What stops major SoC designers to come up with a standard "programmable IOs" interface for all their IOs, a little bit like these PIOs, instead of shipping hundreds of flavors of the same CPU with different IO options? I guess it's more expensive to design & manufacture a truly general purpose IO, but doesn't the cost of warehouse and the risk of not having a market for that specific SoC outweigh the initial cost? It would also lower the number of pins on the SoC. e.g. You only want HDMI & SATA, here's the VHDL for it, you can even individually select the pins you want to use.
> You only want HDMI & SATA
SATA is a 6Gbps port, while HDMI is a 10Gbps port.
The PIO ports discussed here are on the order of 100kHz, roughly 1-million times slower than HDMI, and 600,000 times slower than SATA.

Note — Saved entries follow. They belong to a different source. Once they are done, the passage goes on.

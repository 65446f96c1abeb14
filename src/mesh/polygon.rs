//! Indexed polygons and their area-weighted normals.

use crate::float_types::{EPSILON, Real};
use nalgebra::{Point3, Vector3};

/// A planar face, defined by indices into its mesh's vertex array.
/// - `S` is the generic metadata type, stored as `Option<S>`.
#[derive(Debug, Clone, PartialEq)]
pub struct Polygon<S: Clone> {
    /// Indices into the vertex array, counter-clockwise seen from outside
    pub indices: Vec<usize>,

    /// Generic metadata associated with the Polygon
    pub metadata: Option<S>,
}

impl<S: Clone> Polygon<S> {
    pub const fn new(indices: Vec<usize>, metadata: Option<S>) -> Self {
        Polygon { indices, metadata }
    }

    /// Iterate over the edges as `(start, end)` index pairs, closing the loop.
    pub fn edges(&self) -> impl Iterator<Item = (usize, usize)> + '_ {
        let n = self.indices.len();
        (0..n).map(move |i| (self.indices[i], self.indices[(i + 1) % n]))
    }

    /// **Newell's method**
    ///
    /// ```text
    /// N = Σᵢ (pᵢ × pᵢ₊₁)
    /// ```
    /// The result points along the face normal and its length is twice the
    /// polygon's area, so summing it over faces weights each face by its area.
    /// Also robust for non-convex and slightly non-planar polygons.
    pub fn area_normal(&self, vertices: &[Point3<Real>]) -> Vector3<Real> {
        self.edges().fold(Vector3::zeros(), |acc, (a, b)| {
            let (p, q) = (vertices[a], vertices[b]);
            acc + Vector3::new(
                (p.y - q.y) * (p.z + q.z),
                (p.z - q.z) * (p.x + q.x),
                (p.x - q.x) * (p.y + q.y),
            )
        })
    }

    /// Unit face normal; `None` for degenerate (zero-area) polygons.
    pub fn normal(&self, vertices: &[Point3<Real>]) -> Option<Vector3<Real>> {
        let n = self.area_normal(vertices);
        if n.norm_squared() > EPSILON {
            Some(n.normalize())
        } else {
            None
        }
    }

    pub fn area(&self, vertices: &[Point3<Real>]) -> Real {
        self.area_normal(vertices).norm() * 0.5
    }

    pub fn centroid(&self, vertices: &[Point3<Real>]) -> Point3<Real> {
        let sum = self
            .indices
            .iter()
            .fold(Vector3::zeros(), |acc, &i| acc + vertices[i].coords);
        Point3::from(sum / self.indices.len() as Real)
    }

    /// Reverse the winding, which flips the normal.
    pub fn flip(&mut self) {
        self.indices.reverse();
    }
}

#[cfg(test)]
mod tests {
    use super::*;

    fn unit_square() -> (Vec<Point3<Real>>, Polygon<()>) {
        let vertices = vec![
            Point3::new(0.0, 0.0, 0.0),
            Point3::new(1.0, 0.0, 0.0),
            Point3::new(1.0, 1.0, 0.0),
            Point3::new(0.0, 1.0, 0.0),
        ];
        (vertices, Polygon::new(vec![0, 1, 2, 3], None))
    }

    #[test]
    fn newell_vector_is_twice_the_area() {
        let (vertices, square) = unit_square();
        assert_eq!(square.area_normal(&vertices), Vector3::new(0.0, 0.0, 2.0));
        assert_eq!(square.area(&vertices), 1.0);
        assert_eq!(square.normal(&vertices), Some(Vector3::z()));
    }

    #[test]
    fn flip_reverses_normal() {
        let (vertices, mut square) = unit_square();
        square.flip();
        assert_eq!(square.normal(&vertices), Some(-Vector3::z()));
    }

    #[test]
    fn collinear_polygon_has_no_normal() {
        let vertices = vec![
            Point3::new(0.0, 0.0, 0.0),
            Point3::new(1.0, 0.0, 0.0),
            Point3::new(2.0, 0.0, 0.0),
        ];
        let line = Polygon::<()>::new(vec![0, 1, 2], None);
        assert_eq!(line.normal(&vertices), None);
        assert_eq!(line.area(&vertices), 0.0);
    }

    #[test]
    fn edges_close_the_loop() {
        let (_, square) = unit_square();
        let edges: Vec<_> = square.edges().collect();
        assert_eq!(edges, vec![(0, 1), (1, 2), (2, 3), (3, 0)]);
    }
}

> The PIO ports discussed here are on the order of 100kHz
PIO runs at the system clock, 125 MHz by default, overclocks of over 400 MHz have been reported stable. A single PIO can clock out 32 bits every cycle (with a DMA and a memory system that can feed this), giving you a total of 4 Gbps.
Running at full throttle like that, especially for a decent length of time is tricky if you want to actually do anything other than blast out bits but 16 or 8 bits per cycle is a lot more straight forward, so 2 or 1 Gbps.
DVI output has already been demonstrated, running two displays at 480p: https://github.com/Wren6991/picodvi
The DVI is maybe more of a party trick than something you'd do in production hardware but it does demonstrate how capable the PIO can be. You could happily implement the same concept in a more performant device and reach 10 Gbps or more in a reasonable way.